# Goal of the exercise:
In full and without alteration, transcribe the listing.

# Data for this task:
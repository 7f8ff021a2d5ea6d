//! In-memory implementation of the deferred queue and fleet registry

use std::collections::HashMap;
use std::sync::atomic::{AtomicBool, AtomicU64, Ordering};

use async_trait::async_trait;
use chrono::Utc;
use parking_lot::{Mutex, RwLock};
use uuid::Uuid;

use super::store::*;

type ClaimHook = Box<dyn FnOnce(&InMemoryDurableStore, &[Uuid]) + Send>;

struct QueuedTask {
    task: DeferredTask,
    seq: u64,
}

/// In-memory implementation of [`DeferredQueue`] and [`FleetRegistry`]
///
/// This is primarily for testing. It provides the same semantics as the
/// PostgreSQL implementation: priority ordering, claims that skip rows
/// removed by someone else, and all-or-nothing retirement.
///
/// # Example
///
/// ```
/// use repocrawl_durable::{InMemoryDurableStore, KindPriority};
///
/// let store = InMemoryDurableStore::new(KindPriority::new(["fast", "slow"]));
/// assert_eq!(store.deferred_count(), 0);
/// ```
pub struct InMemoryDurableStore {
    priority: KindPriority,
    deferred: RwLock<HashMap<Uuid, QueuedTask>>,
    workers: RwLock<HashMap<String, chrono::DateTime<Utc>>>,
    seq: AtomicU64,
    unavailable: AtomicBool,
    claim_hook: Mutex<Option<ClaimHook>>,
}

impl InMemoryDurableStore {
    /// Create a new in-memory store
    pub fn new(priority: KindPriority) -> Self {
        Self {
            priority,
            deferred: RwLock::new(HashMap::new()),
            workers: RwLock::new(HashMap::new()),
            seq: AtomicU64::new(0),
            unavailable: AtomicBool::new(false),
            claim_hook: Mutex::new(None),
        }
    }

    /// Number of deferred tasks
    pub fn deferred_count(&self) -> usize {
        self.deferred.read().len()
    }

    /// Snapshot of deferred tasks in claim order
    pub fn deferred_tasks(&self) -> Vec<DeferredTask> {
        let deferred = self.deferred.read();
        let mut queued: Vec<&QueuedTask> = deferred.values().collect();
        queued.sort_by_key(|q| (self.priority.rank(&q.task.kind), q.seq));
        queued.into_iter().map(|q| q.task.clone()).collect()
    }

    /// Ids of registered workers
    pub fn worker_ids(&self) -> Vec<String> {
        let mut ids: Vec<String> = self.workers.read().keys().cloned().collect();
        ids.sort();
        ids
    }

    /// Remove a deferred task directly, as a competing worker would
    pub fn remove_deferred(&self, id: Uuid) -> bool {
        self.deferred.write().remove(&id).is_some()
    }

    /// Make every operation fail until switched back
    pub fn set_unavailable(&self, unavailable: bool) {
        self.unavailable.store(unavailable, Ordering::SeqCst);
    }

    /// Run `hook` once between selecting and removing rows in the next claim
    ///
    /// Lets tests interleave a competing claimer deterministically.
    pub fn interleave_next_claim(
        &self,
        hook: impl FnOnce(&InMemoryDurableStore, &[Uuid]) + Send + 'static,
    ) {
        *self.claim_hook.lock() = Some(Box::new(hook));
    }

    fn check_available(&self) -> Result<(), StoreError> {
        if self.unavailable.load(Ordering::SeqCst) {
            Err(StoreError::Unavailable)
        } else {
            Ok(())
        }
    }

    fn insert(&self, deferred: &mut HashMap<Uuid, QueuedTask>, task: DeferredTask) {
        match deferred.get_mut(&task.id) {
            Some(existing) => {
                existing.task.kind = task.kind;
                existing.task.payload = task.payload;
            }
            None => {
                let seq = self.seq.fetch_add(1, Ordering::SeqCst);
                deferred.insert(task.id, QueuedTask { task, seq });
            }
        }
    }
}

impl Default for InMemoryDurableStore {
    fn default() -> Self {
        Self::new(KindPriority::default())
    }
}

#[async_trait]
impl DeferredQueue for InMemoryDurableStore {
    async fn enqueue(&self, task: DeferredTask) -> Result<(), StoreError> {
        self.check_available()?;
        let mut deferred = self.deferred.write();
        self.insert(&mut deferred, task);
        Ok(())
    }

    async fn enqueue_batch(&self, tasks: Vec<DeferredTask>) -> Result<(), StoreError> {
        self.check_available()?;
        let mut deferred = self.deferred.write();
        for task in tasks {
            self.insert(&mut deferred, task);
        }
        Ok(())
    }

    async fn dequeue_up_to(&self, max: usize) -> Result<Vec<DeferredTask>, StoreError> {
        self.check_available()?;

        let selected: Vec<Uuid> = self
            .deferred_tasks()
            .into_iter()
            .take(max)
            .map(|t| t.id)
            .collect();

        let hook = self.claim_hook.lock().take();
        if let Some(hook) = hook {
            hook(self, &selected);
        }

        let mut deferred = self.deferred.write();
        Ok(selected
            .iter()
            .filter_map(|id| deferred.remove(id))
            .map(|q| q.task)
            .collect())
    }

    async fn backlog(&self) -> Result<u64, StoreError> {
        self.check_available()?;
        Ok(self.deferred.read().len() as u64)
    }
}

#[async_trait]
impl FleetRegistry for InMemoryDurableStore {
    async fn register_worker(&self, worker_id: &str) -> Result<(), StoreError> {
        self.check_available()?;
        self.workers
            .write()
            .entry(worker_id.to_string())
            .or_insert_with(Utc::now);
        Ok(())
    }

    async fn deregister_worker(&self, worker_id: &str) -> Result<(), StoreError> {
        self.check_available()?;
        self.workers.write().remove(worker_id);
        Ok(())
    }

    async fn fleet_size(&self) -> Result<u64, StoreError> {
        self.check_available()?;
        Ok(self.workers.read().len() as u64)
    }

    async fn list_workers(&self) -> Result<Vec<WorkerRegistration>, StoreError> {
        self.check_available()?;
        let mut workers: Vec<WorkerRegistration> = self
            .workers
            .read()
            .iter()
            .map(|(id, at)| WorkerRegistration {
                worker_id: id.clone(),
                registered_at: *at,
            })
            .collect();
        workers.sort_by(|a, b| (a.registered_at, &a.worker_id).cmp(&(b.registered_at, &b.worker_id)));
        Ok(workers)
    }

    async fn retire_worker(
        &self,
        worker_id: &str,
        planner: &dyn LaunchPlanner,
    ) -> Result<RetireOutcome, FleetError> {
        self.check_available()?;

        let snapshot = FleetSnapshot {
            backlog: self.deferred.read().len() as u64,
            fleet_size: self.workers.read().len() as u64,
        };

        // Launches run without holding locks; registrations are applied only
        // once every launch succeeded.
        let count = planner.plan(snapshot);
        let mut launched = Vec::with_capacity(count as usize);
        for _ in 0..count {
            let successor = Uuid::now_v7().to_string();
            planner.launch(&successor).await?;
            launched.push(successor);
        }

        self.check_available()?;
        let mut workers = self.workers.write();
        workers.remove(worker_id);
        let now = Utc::now();
        for id in &launched {
            workers.insert(id.clone(), now);
        }

        Ok(RetireOutcome { snapshot, launched })
    }
}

# Problem solution:
repository 7f8ff021a2d5ea6d
//! In-memory implementation of the deferred queue and fleet registry

use std::collections::HashMap;
use std::sync::atomic::{AtomicBool, AtomicU64, Ordering};

use async_trait::async_trait;
use chrono::Utc;
use parking_lot::{Mutex, RwLock};
use uuid::Uuid;

use super::store::*;

type ClaimHook = Box<dyn FnOnce(&InMemoryDurableStore, &[Uuid]) + Send>;

struct QueuedTask {
    task: DeferredTask,
    seq: u64,
}

/// In-memory implementation of [`DeferredQueue`] and [`FleetRegistry`]
///
/// This is primarily for testing. It provides the same semantics as the
/// PostgreSQL implementation: priority ordering, claims that skip rows
/// removed by someone else, and all-or-nothing retirement.
///
/// # Example
///
/// ```
/// use repocrawl_durable::{InMemoryDurableStore, KindPriority};
///
/// let store = InMemoryDurableStore::new(KindPriority::new(["fast", "slow"]));
/// assert_eq!(store.deferred_count(), 0);
/// ```
pub struct InMemoryDurableStore {
    priority: KindPriority,
    deferred: RwLock<HashMap<Uuid, QueuedTask>>,
    workers: RwLock<HashMap<String, chrono::DateTime<Utc>>>,
    seq: AtomicU64,
    unavailable: AtomicBool,
    claim_hook: Mutex<Option<ClaimHook>>,
}

impl InMemoryDurableStore {
    /// Create a new in-memory store
    pub fn new(priority: KindPriority) -> Self {
        Self {
            priority,
            deferred: RwLock::new(HashMap::new()),
            workers: RwLock::new(HashMap::new()),
            seq: AtomicU64::new(0),
            unavailable: AtomicBool::new(false),
            claim_hook: Mutex::new(None),
        }
    }

    /// Number of deferred tasks
    pub fn deferred_count(&self) -> usize {
        self.deferred.read().len()
    }

    /// Snapshot of deferred tasks in claim order
    pub fn deferred_tasks(&self) -> Vec<DeferredTask> {
        let deferred = self.deferred.read();
        let mut queued: Vec<&QueuedTask> = deferred.values().collect();
        queued.sort_by_key(|q| (self.priority.rank(&q.task.kind), q.seq));
        queued.into_iter().map(|q| q.task.clone()).collect()
    }

    /// Ids of registered workers
    pub fn worker_ids(&self) -> Vec<String> {
        let mut ids: Vec<String> = self.workers.read().keys().cloned().collect();
        ids.sort();
        ids
    }

    /// Remove a deferred task directly, as a competing worker would
    pub fn remove_deferred(&self, id: Uuid) -> bool {
        self.deferred.write().remove(&id).is_some()
    }

    /// Make every operation fail until switched back
    pub fn set_unavailable(&self, unavailable: bool) {
        self.unavailable.store(unavailable, Ordering::SeqCst);
    }

    /// Run `hook` once between selecting and removing rows in the next claim
    ///
    /// Lets tests interleave a competing claimer deterministically.
    pub fn interleave_next_claim(
        &self,
        hook: impl FnOnce(&InMemoryDurableStore, &[Uuid]) + Send + 'static,
    ) {
        *self.claim_hook.lock() = Some(Box::new(hook));
    }

    fn check_available(&self) -> Result<(), StoreError> {
        if self.unavailable.load(Ordering::SeqCst) {
            Err(StoreError::Unavailable)
        } else {
            Ok(())
        }
    }

    fn insert(&self, deferred: &mut HashMap<Uuid, QueuedTask>, task: DeferredTask) {
        match deferred.get_mut(&task.id) {
            Some(existing) => {
                existing.task.kind = task.kind;
                existing.task.payload = task.payload;
            }
            None => {
                let seq = self.seq.fetch_add(1, Ordering::SeqCst);
                deferred.insert(task.id, QueuedTask { task, seq });
            }
        }
    }
}

impl Default for InMemoryDurableStore {
    fn default() -> Self {
        Self::new(KindPriority::default())
    }
}

#[async_trait]
impl DeferredQueue for InMemoryDurableStore {
    async fn enqueue(&self, task: DeferredTask) -> Result<(), StoreError> {
        self.check_available()?;
        let mut deferred = self.deferred.write();
        self.insert(&mut deferred, task);
        Ok(())
    }

    async fn enqueue_batch(&self, tasks: Vec<DeferredTask>) -> Result<(), StoreError> {
        self.check_available()?;
        let mut deferred = self.deferred.write();
        for task in tasks {
            self.insert(&mut deferred, task);
        }
        Ok(())
    }

    async fn dequeue_up_to(&self, max: usize) -> Result<Vec<DeferredTask>, StoreError> {
        self.check_available()?;

        let selected: Vec<Uuid> = self
            .deferred_tasks()
            .into_iter()
            .take(max)
            .map(|t| t.id)
            .collect();

        let hook = self.claim_hook.lock().take();
        if let Some(hook) = hook {
            hook(self, &selected);
        }

        let mut deferred = self.deferred.write();
        Ok(selected
            .iter()
            .filter_map(|id| deferred.remove(id))
            .map(|q| q.task)
            .collect())
    }

    async fn backlog(&self) -> Result<u64, StoreError> {
        self.check_available()?;
        Ok(self.deferred.read().len() as u64)
    }
}

#[async_trait]
impl FleetRegistry for InMemoryDurableStore {
    async fn register_worker(&self, worker_id: &str) -> Result<(), StoreError> {
        self.check_available()?;
        self.workers
            .write()
            .entry(worker_id.to_string())
            .or_insert_with(Utc::now);
        Ok(())
    }

    async fn deregister_worker(&self, worker_id: &str) -> Result<(), StoreError> {
        self.check_available()?;
        self.workers.write().remove(worker_id);
        Ok(())
    }

    async fn fleet_size(&self) -> Result<u64, StoreError> {
        self.check_available()?;
        Ok(self.workers.read().len() as u64)
    }

    async fn list_workers(&self) -> Result<Vec<WorkerRegistration>, StoreError> {
        self.check_available()?;
        let mut workers: Vec<WorkerRegistration> = self
            .workers
            .read()
            .iter()
            .map(|(id, at)| WorkerRegistration {
                worker_id: id.clone(),
                registered_at: *at,
            })
            .collect();
        workers.sort_by(|a, b| (a.registered_at, &a.worker_id).cmp(&(b.registered_at, &b.worker_id)));
        Ok(workers)
    }

    async fn retire_worker(
        &self,
        worker_id: &str,
        planner: &dyn LaunchPlanner,
    ) -> Result<RetireOutcome, FleetError> {
        self.check_available()?;

        let snapshot = FleetSnapshot {
            backlog: self.deferred.read().len() as u64,
            fleet_size: self.workers.read().len() as u64,
        };

        // Launches run without holding locks; registrations are applied only
        // once every launch succeeded.
        let count = planner.plan(snapshot);
        let mut launched = Vec::with_capacity(count as usize);
        for _ in 0..count {
            let successor = Uuid::now_v7().to_string();
            planner.launch(&successor).await?;
            launched.push(successor);
        }

        self.check_available()?;
        let mut workers = self.workers.write();
        workers.remove(worker_id);
        let now = Utc::now();
        for id in &launched {
            workers.insert(id.clone(), now);
        }

        Ok(RetireOutcome { snapshot, launched })
    }
}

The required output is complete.